Cities that subject their property to the zoning ordinance may find themselves subject not only to statutory requirements of notice and hearing on amendments but also to a requirement that only an extraordinary majority of council may amend the zoning map after a protest by more than 20 per cent of neighboring property owners. But even if such a requirement prevented a map amendment, the city might be able to enact an amendment that would permit the particular public use anywhere in the district. In City of McAllen v. Morris, 217 S.W.2d 875, 1 ZD 30 (Tex.Civ.App. 1948), the city had attempted unsuccessfully to obtain a variance for a fire station in a residence zone. The court upheld a later amendment that exempted public structures from the ordinance altogether. If the noncompliance involves only requirements controlling bulk rather than those governing location, the council might instead be able to enact special bulk requirements applicable to the public use in question. Still another possibility is suggested by the case of Sheets v. Armstrong, 161 Atl. 359 (Pa. 1932) in which a council's authorization of a particular use on a particular piece of property was held effective despite conflict with the zoning ordinance. A finding that the council has this power to override the ordinance automatically, however, seems to remove most of the advantages of zoning public land.
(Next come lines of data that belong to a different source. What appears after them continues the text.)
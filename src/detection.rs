// 该文件是 Shanan （山南西风） 项目的一部分。
// src/detection.rs - 对外检测结果结构
//
// 本文件根据 Apache 许可证第 2.0 版（以下简称“许可证”）授权使用；
// 除非遵守该许可证条款，否则您不得使用本文件。
// 您可通过以下网址获取许可证副本：
// http://www.apache.org/licenses/LICENSE-2.0
// 除非适用法律要求或书面同意，根据本许可协议分发的软件均按“原样”提供，
// 不附带任何形式的明示或暗示的保证或条件。
// 有关许可权限与限制的具体条款，请参阅本许可协议。
//
// Copyright (C) 2026 Johann Li <me@qinka.pro>, Wareless Group

use serde::{Deserialize, Serialize};

/// HTTP 接口返回的单个检测结果
///
/// 置信度保留 4 位小数，边界框保留 2 位小数（浮点数）。
#[derive(Debug, Clone, PartialEq, Serialize, Deserialize)]
pub struct Detection {
  #[serde(rename = "class")]
  pub class_name: String,
  pub confidence: f64,
  pub bbox: [f64; 4],
}

/// 已解析类别名称、尚未取整的检测结果
#[derive(Debug, Clone, PartialEq)]
pub struct LabeledItem {
  pub class_name: String,
  pub score: f32,
  pub bbox: [f32; 4],
}

impl LabeledItem {
  pub fn to_detection(&self) -> Detection {
    Detection {
      class_name: self.class_name.clone(),
      confidence: round_to(self.score, 4),
      bbox: self.bbox.map(|v| round_to(v, 2)),
    }
  }

  /// 批处理格式：置信度保留 2 位小数，坐标截断为整数
  pub fn to_batch(&self) -> BatchDetection {
    BatchDetection {
      class_name: self.class_name.clone(),
      confidence: round_to(self.score, 2),
      bbox: self.bbox.map(|v| v as i32),
    }
  }
}

/// 批处理报告中的检测结果
#[derive(Debug, Clone, PartialEq, Serialize, Deserialize)]
pub struct BatchDetection {
  #[serde(rename = "class")]
  pub class_name: String,
  pub confidence: f64,
  #[serde(rename = "box")]
  pub bbox: [i32; 4],
}

impl BatchDetection {
  /// 截断为整数后边界框仍有面积
  pub fn has_area(&self) -> bool {
    let [x1, y1, x2, y2] = self.bbox;
    x1 < x2 && y1 < y2
  }
}

/// 批处理报告条目，每张图像一条
#[derive(Debug, Clone, PartialEq, Serialize, Deserialize)]
pub struct ReportEntry {
  pub image: String,
  pub detections: Vec<BatchDetection>,
  #[serde(default, skip_serializing_if = "Option::is_none")]
  pub error: Option<String>,
}

impl ReportEntry {
  pub fn new(image: impl Into<String>, detections: Vec<BatchDetection>) -> Self {
    Self {
      image: image.into(),
      detections,
      error: None,
    }
  }

  pub fn failed(image: impl Into<String>, error: impl ToString) -> Self {
    Self {
      image: image.into(),
      detections: Vec::new(),
      error: Some(error.to_string()),
    }
  }
}

/// f32 的最短十进制表示转为 f64，例如 0.12344f32 得到 0.12344
pub fn decimal(value: f32) -> f64 {
  format!("{}", value).parse().unwrap_or(value as f64)
}

/// 以十进制方式四舍五入
///
/// 先转为 f64 再取整，避免 f32 的二进制误差带进结果（例如 0.8234f32）。
pub fn round_to(value: f32, decimals: i32) -> f64 {
  let value = decimal(value);
  let factor = 10f64.powi(decimals);
  (value * factor).round() / factor
}
// 该文件是 Shanan （山南西风） 项目的一部分。
// src/server/store.rs - 标注结果存储
//
// 本文件根据 Apache 许可证第 2.0 版（以下简称“许可证”）授权使用；
// 除非遵守该许可证条款，否则您不得使用本文件。
// 您可通过以下网址获取许可证副本：
// http://www.apache.org/licenses/LICENSE-2.0
// 除非适用法律要求或书面同意，根据本许可协议分发的软件均按“原样”提供，
// 不附带任何形式的明示或暗示的保证或条件。
// 有关许可权限与限制的具体条款，请参阅本许可协议。
//
// Copyright (C) 2026 Johann Li <me@qinka.pro>, Wareless Group

use std::path::{Component, Path, PathBuf};

use image::{ImageFormat, RgbImage};
use tracing::debug;

/// 挂载在静态目录之外时使用的地址前缀
pub const RESULTS_MOUNT: &str = "/results";

/// 结果目录及其对外地址
///
/// 结果目录位于静态目录内时，地址为 `/static/<相对路径>/<文件名>`；
/// 否则结果目录单独挂载在 `/results`。
#[derive(Debug, Clone)]
pub struct ResultStore {
  dir: PathBuf,
  url_prefix: String,
  separate_mount: bool,
}

impl ResultStore {
  pub fn new(dir: impl AsRef<Path>, static_dir: impl AsRef<Path>) -> Self {
    let dir = dir.as_ref().to_path_buf();
    let relative = normalize(&dir)
      .strip_prefix(normalize(static_dir.as_ref()))
      .ok()
      .map(|rel| {
        rel
          .components()
          .map(|c| c.as_os_str().to_string_lossy().into_owned())
          .collect::<Vec<_>>()
      });

    match relative {
      Some(parts) => {
        let mut url_prefix = String::from("/static");
        for part in parts {
          url_prefix.push('/');
          url_prefix.push_str(&part);
        }
        Self {
          dir,
          url_prefix,
          separate_mount: false,
        }
      }
      None => Self {
        dir,
        url_prefix: RESULTS_MOUNT.to_string(),
        separate_mount: true,
      },
    }
  }

  /// 创建结果目录（已存在时不做任何事）
  pub fn prepare(&self) -> std::io::Result<()> {
    std::fs::create_dir_all(&self.dir)
  }

  pub fn dir(&self) -> &Path {
    &self.dir
  }

  pub fn separate_mount(&self) -> bool {
    self.separate_mount
  }

  pub fn url_for(&self, filename: &str) -> String {
    format!("{}/{}", self.url_prefix, filename)
  }

  /// 以 JPEG 格式保存标注图像
  pub fn save(&self, image: &RgbImage, filename: &str) -> Result<PathBuf, image::ImageError> {
    let path = self.dir.join(filename);
    image.save_with_format(&path, ImageFormat::Jpeg)?;
    debug!("标注图像已保存: {}", path.display());
    Ok(path)
  }
}

fn normalize(path: &Path) -> PathBuf {
  let path = std::path::absolute(path).unwrap_or_else(|_| path.to_path_buf());
  path
    .components()
    .filter(|c| !matches!(c, Component::CurDir))
    .collect()
}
The point of mandatory referral and zoning of the city's property should not be to restrict subsequent decisions of the council. It may sometimes be a justifiable legislative decision (however undesirable from the standpoint of planning and zoning) to crowd a fire station onto a small lot in a residential zone in order to save public money. Mandatory referral and zoning, however, provide procedural safeguards against the danger that such decisions may be made inadvertently or hastily. These devices draw the problem to the attention of both the planning agency and nearby property owners, who may then be able to make effective protest. Under the circumstances, this seems to be the most that can be asked.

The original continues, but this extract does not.